» **Material supplied**
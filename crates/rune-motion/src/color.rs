//! Theme color value.
//!
//! Colors are stored as straight (non-premultiplied) sRGB components in the
//! `0.0..=1.0` range, which is what theme palettes are authored in. Lightness
//! adjustments go through HSL via `palette` so shading a theme color keeps its
//! hue.

use std::fmt;

use palette::{Darken, FromColor, Hsla, Lighten, Srgba};
use serde::{Deserialize, Serialize};

/// An sRGB color with alpha.
#[derive(Debug, Clone, Copy, PartialEq, Serialize, Deserialize)]
pub struct Color {
    pub r: f32,
    pub g: f32,
    pub b: f32,
    pub a: f32,
}

impl Default for Color {
    fn default() -> Self {
        Self::TRANSPARENT
    }
}

impl Color {
    pub const TRANSPARENT: Self = Self::rgba(0.0, 0.0, 0.0, 0.0);
    pub const BLACK: Self = Self::rgba(0.0, 0.0, 0.0, 1.0);
    pub const WHITE: Self = Self::rgba(1.0, 1.0, 1.0, 1.0);

    /// Create a color from float components.
    pub const fn rgba(r: f32, g: f32, b: f32, a: f32) -> Self {
        Self { r, g, b, a }
    }

    /// Create a color from 8-bit components.
    pub fn rgba8(r: u8, g: u8, b: u8, a: u8) -> Self {
        Self {
            r: r as f32 / 255.0,
            g: g as f32 / 255.0,
            b: b as f32 / 255.0,
            a: a as f32 / 255.0,
        }
    }

    /// Parse `#rgb`, `#rrggbb` or `#rrggbbaa`.
    ///
    /// Returns `None` for anything else.
    pub fn from_hex(hex: &str) -> Option<Self> {
        let digits = hex.strip_prefix('#').unwrap_or(hex);
        let nibble = |i: usize| u8::from_str_radix(digits.get(i..i + 1)?, 16).ok();
        let byte = |i: usize| u8::from_str_radix(digits.get(i..i + 2)?, 16).ok();

        match digits.len() {
            3 => {
                let (r, g, b) = (nibble(0)?, nibble(1)?, nibble(2)?);
                Some(Self::rgba8(r * 17, g * 17, b * 17, 255))
            }
            6 => Some(Self::rgba8(byte(0)?, byte(2)?, byte(4)?, 255)),
            8 => Some(Self::rgba8(byte(0)?, byte(2)?, byte(4)?, byte(6)?)),
            _ => None,
        }
    }

    /// Convert to 8-bit components, rounding and clamping.
    pub fn to_rgba8(&self) -> [u8; 4] {
        let q = |c: f32| (c * 255.0).round().clamp(0.0, 255.0) as u8;
        [q(self.r), q(self.g), q(self.b), q(self.a)]
    }

    /// Return this color with a different alpha.
    pub fn with_alpha(mut self, a: f32) -> Self {
        self.a = a;
        self
    }

    /// Darken by `factor` (0.0 = unchanged, 1.0 = black), preserving hue.
    pub fn darker(&self, factor: f32) -> Self {
        Self::from_hsla(self.to_hsla().darken(factor.clamp(0.0, 1.0)))
    }

    /// Lighten by `factor` (0.0 = unchanged, 1.0 = white), preserving hue.
    pub fn lighter(&self, factor: f32) -> Self {
        Self::from_hsla(self.to_hsla().lighten(factor.clamp(0.0, 1.0)))
    }

    fn to_hsla(self) -> Hsla {
        Hsla::from_color(Srgba::new(self.r, self.g, self.b, self.a))
    }

    fn from_hsla(hsla: Hsla) -> Self {
        let rgba = Srgba::from_color(hsla);
        Self::rgba(rgba.red, rgba.green, rgba.blue, rgba.alpha)
    }
}

impl fmt::Display for Color {
    fn fmt(&self, f: &mut fmt::Formatter<'_>) -> fmt::Result {
        let [r, g, b, a] = self.to_rgba8();
        if a == 255 {
            write!(f, "#{r:02x}{g:02x}{b:02x}")
        } else {
            write!(f, "#{r:02x}{g:02x}{b:02x}{a:02x}")
        }
    }
}
//! Interpolation system for animatable values.
//!
//! This module provides the `Interpolate` trait and implementations for all
//! animatable value types. Factors outside `0.0..=1.0` extrapolate, which is
//! what overshooting easing curves (spring, elastic) rely on.
//!
//! # Color Space Handling
//!
//! Colors are interpolated per component in sRGB space, matching how theme
//! palettes are authored. Extrapolated color channels are clamped to the valid
//! range.

use crate::color::Color;
use crate::types::{AnimatableValue, Point, Rect, Size};

/// Trait for types that can be interpolated between two values.
pub trait Interpolate: Sized {
    /// Interpolate between self and another value.
    ///
    /// When t = 0.0, returns self.
    /// When t = 1.0, returns to.
    fn interpolate(&self, to: &Self, t: f32) -> Self;
}

/// Linear interpolation helper for f64 values.
#[inline]
fn lerp_f64(from: f64, to: f64, t: f32) -> f64 {
    from + (to - from) * t as f64
}

/// Linear interpolation helper for f32 values.
#[inline]
fn lerp_f32(from: f32, to: f32, t: f32) -> f32 {
    from + (to - from) * t
}

impl Interpolate for f64 {
    fn interpolate(&self, to: &Self, t: f32) -> Self {
        lerp_f64(*self, *to, t)
    }
}

impl Interpolate for f32 {
    fn interpolate(&self, to: &Self, t: f32) -> Self {
        lerp_f32(*self, *to, t)
    }
}

impl Interpolate for Color {
    fn interpolate(&self, to: &Self, t: f32) -> Self {
        let channel = |a: f32, b: f32| lerp_f32(a, b, t).clamp(0.0, 1.0);
        Color::rgba(
            channel(self.r, to.r),
            channel(self.g, to.g),
            channel(self.b, to.b),
            channel(self.a, to.a),
        )
    }
}

impl Interpolate for Point {
    fn interpolate(&self, to: &Self, t: f32) -> Self {
        Point::new(lerp_f64(self.x, to.x, t), lerp_f64(self.y, to.y, t))
    }
}

impl Interpolate for Size {
    fn interpolate(&self, to: &Self, t: f32) -> Self {
        Size::new(
            lerp_f64(self.width, to.width, t),
            lerp_f64(self.height, to.height, t),
        )
    }
}

impl Interpolate for Rect {
    fn interpolate(&self, to: &Self, t: f32) -> Self {
        Rect::new(
            lerp_f64(self.x, to.x, t),
            lerp_f64(self.y, to.y, t),
            lerp_f64(self.width, to.width, t),
            lerp_f64(self.height, to.height, t),
        )
    }
}

impl Interpolate for AnimatableValue {
    /// Interpolate between two animatable values.
    ///
    /// Both values must be of the same variant. If they differ, returns self unchanged.
    fn interpolate(&self, to: &Self, t: f32) -> Self {
        match (self, to) {
            (Self::F64 { value: from }, Self::F64 { value: to_val }) => Self::F64 {
                value: from.interpolate(to_val, t),
            },
            (Self::Color { color: from }, Self::Color { color: to_val }) => Self::Color {
                color: from.interpolate(to_val, t),
            },
            (Self::Point { point: from }, Self::Point { point: to_val }) => Self::Point {
                point: from.interpolate(to_val, t),
            },
            (Self::Size { size: from }, Self::Size { size: to_val }) => Self::Size {
                size: from.interpolate(to_val, t),
            },
            (Self::Rect { rect: from }, Self::Rect { rect: to_val }) => Self::Rect {
                rect: from.interpolate(to_val, t),
            },
            _ => *self,
        }
    }
}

» **What this task involves**
Return all of the data word for word.

» **Task result**
filename crates/rune-motion/src/color.rs
//! Theme color value.
//!
//! Colors are stored as straight (non-premultiplied) sRGB components in the
//! `0.0..=1.0` range, which is what theme palettes are authored in. Lightness
//! adjustments go through HSL via `palette` so shading a theme color keeps its
//! hue.

use std::fmt;

use palette::{Darken, FromColor, Hsla, Lighten, Srgba};
use serde::{Deserialize, Serialize};

/// An sRGB color with alpha.
#[derive(Debug, Clone, Copy, PartialEq, Serialize, Deserialize)]
pub struct Color {
    pub r: f32,
    pub g: f32,
    pub b: f32,
    pub a: f32,
}

impl Default for Color {
    fn default() -> Self {
        Self::TRANSPARENT
    }
}

impl Color {
    pub const TRANSPARENT: Self = Self::rgba(0.0, 0.0, 0.0, 0.0);
    pub const BLACK: Self = Self::rgba(0.0, 0.0, 0.0, 1.0);
    pub const WHITE: Self = Self::rgba(1.0, 1.0, 1.0, 1.0);

    /// Create a color from float components.
    pub const fn rgba(r: f32, g: f32, b: f32, a: f32) -> Self {
        Self { r, g, b, a }
    }

    /// Create a color from 8-bit components.
    pub fn rgba8(r: u8, g: u8, b: u8, a: u8) -> Self {
        Self {
            r: r as f32 / 255.0,
            g: g as f32 / 255.0,
            b: b as f32 / 255.0,
            a: a as f32 / 255.0,
        }
    }

    /// Parse `#rgb`, `#rrggbb` or `#rrggbbaa`.
    ///
    /// Returns `None` for anything else.
    pub fn from_hex(hex: &str) -> Option<Self> {
        let digits = hex.strip_prefix('#').unwrap_or(hex);
        let nibble = |i: usize| u8::from_str_radix(digits.get(i..i + 1)?, 16).ok();
        let byte = |i: usize| u8::from_str_radix(digits.get(i..i + 2)?, 16).ok();

        match digits.len() {
            3 => {
                let (r, g, b) = (nibble(0)?, nibble(1)?, nibble(2)?);
                Some(Self::rgba8(r * 17, g * 17, b * 17, 255))
            }
            6 => Some(Self::rgba8(byte(0)?, byte(2)?, byte(4)?, 255)),
            8 => Some(Self::rgba8(byte(0)?, byte(2)?, byte(4)?, byte(6)?)),
            _ => None,
        }
    }

    /// Convert to 8-bit components, rounding and clamping.
    pub fn to_rgba8(&self) -> [u8; 4] {
        let q = |c: f32| (c * 255.0).round().clamp(0.0, 255.0) as u8;
        [q(self.r), q(self.g), q(self.b), q(self.a)]
    }

    /// Return this color with a different alpha.
    pub fn with_alpha(mut self, a: f32) -> Self {
        self.a = a;
        self
    }

    /// Darken by `factor` (0.0 = unchanged, 1.0 = black), preserving hue.
    pub fn darker(&self, factor: f32) -> Self {
        Self::from_hsla(self.to_hsla().darken(factor.clamp(0.0, 1.0)))
    }

    /// Lighten by `factor` (0.0 = unchanged, 1.0 = white), preserving hue.
    pub fn lighter(&self, factor: f32) -> Self {
        Self::from_hsla(self.to_hsla().lighten(factor.clamp(0.0, 1.0)))
    }

    fn to_hsla(self) -> Hsla {
        Hsla::from_color(Srgba::new(self.r, self.g, self.b, self.a))
    }

    fn from_hsla(hsla: Hsla) -> Self {
        let rgba = Srgba::from_color(hsla);
        Self::rgba(rgba.red, rgba.green, rgba.blue, rgba.alpha)
    }
}

impl fmt::Display for Color {
    fn fmt(&self, f: &mut fmt::Formatter<'_>) -> fmt::Result {
        let [r, g, b, a] = self.to_rgba8();
        if a == 255 {
            write!(f, "#{r:02x}{g:02x}{b:02x}")
        } else {
            write!(f, "#{r:02x}{g:02x}{b:02x}{a:02x}")
        }
    }
}
//! Interpolation system for animatable values.
//!
//! This module provides the `Interpolate` trait and implementations for all
//! animatable value types. Factors outside `0.0..=1.0` extrapolate, which is
//! what overshooting easing curves (spring, elastic) rely on.
//!
//! # Color Space Handling
//!
//! Colors are interpolated per component in sRGB space, matching how theme
//! palettes are authored. Extrapolated color channels are clamped to the valid
//! range.

use crate::color::Color;
use crate::types::{AnimatableValue, Point, Rect, Size};

/// Trait for types that can be interpolated between two values.
pub trait Interpolate: Sized {
    /// Interpolate between self and another value.
    ///
    /// When t = 0.0, returns self.
    /// When t = 1.0, returns to.
    fn interpolate(&self, to: &Self, t: f32) -> Self;
}

/// Linear interpolation helper for f64 values.
#[inline]
fn lerp_f64(from: f64, to: f64, t: f32) -> f64 {
    from + (to - from) * t as f64
}

/// Linear interpolation helper for f32 values.
#[inline]
fn lerp_f32(from: f32, to: f32, t: f32) -> f32 {
    from + (to - from) * t
}

impl Interpolate for f64 {
    fn interpolate(&self, to: &Self, t: f32) -> Self {
        lerp_f64(*self, *to, t)
    }
}

impl Interpolate for f32 {
    fn interpolate(&self, to: &Self, t: f32) -> Self {
        lerp_f32(*self, *to, t)
    }
}

impl Interpolate for Color {
    fn interpolate(&self, to: &Self, t: f32) -> Self {
        let channel = |a: f32, b: f32| lerp_f32(a, b, t).clamp(0.0, 1.0);
        Color::rgba(
            channel(self.r, to.r),
            channel(self.g, to.g),
            channel(self.b, to.b),
            channel(self.a, to.a),
        )
    }
}

impl Interpolate for Point {
    fn interpolate(&self, to: &Self, t: f32) -> Self {
        Point::new(lerp_f64(self.x, to.x, t), lerp_f64(self.y, to.y, t))
    }
}

impl Interpolate for Size {
    fn interpolate(&self, to: &Self, t: f32) -> Self {
        Size::new(
            lerp_f64(self.width, to.width, t),
            lerp_f64(self.height, to.height, t),
        )
    }
}

impl Interpolate for Rect {
    fn interpolate(&self, to: &Self, t: f32) -> Self {
        Rect::new(
            lerp_f64(self.x, to.x, t),
            lerp_f64(self.y, to.y, t),
            lerp_f64(self.width, to.width, t),
            lerp_f64(self.height, to.height, t),
        )
    }
}

impl Interpolate for AnimatableValue {
    /// Interpolate between two animatable values.
    ///
    /// Both values must be of the same variant. If they differ, returns self unchanged.
    fn interpolate(&self, to: &Self, t: f32) -> Self {
        match (self, to) {
            (Self::F64 { value: from }, Self::F64 { value: to_val }) => Self::F64 {
                value: from.interpolate(to_val, t),
            },
            (Self::Color { color: from }, Self::Color { color: to_val }) => Self::Color {
                color: from.interpolate(to_val, t),
            },
            (Self::Point { point: from }, Self::Point { point: to_val }) => Self::Point {
                point: from.interpolate(to_val, t),
            },
            (Self::Size { size: from }, Self::Size { size: to_val }) => Self::Size {
                size: from.interpolate(to_val, t),
            },
            (Self::Rect { rect: from }, Self::Rect { rect: to_val }) => Self::Rect {
                rect: from.interpolate(to_val, t),
            },
            _ => *self,
        }
    }
}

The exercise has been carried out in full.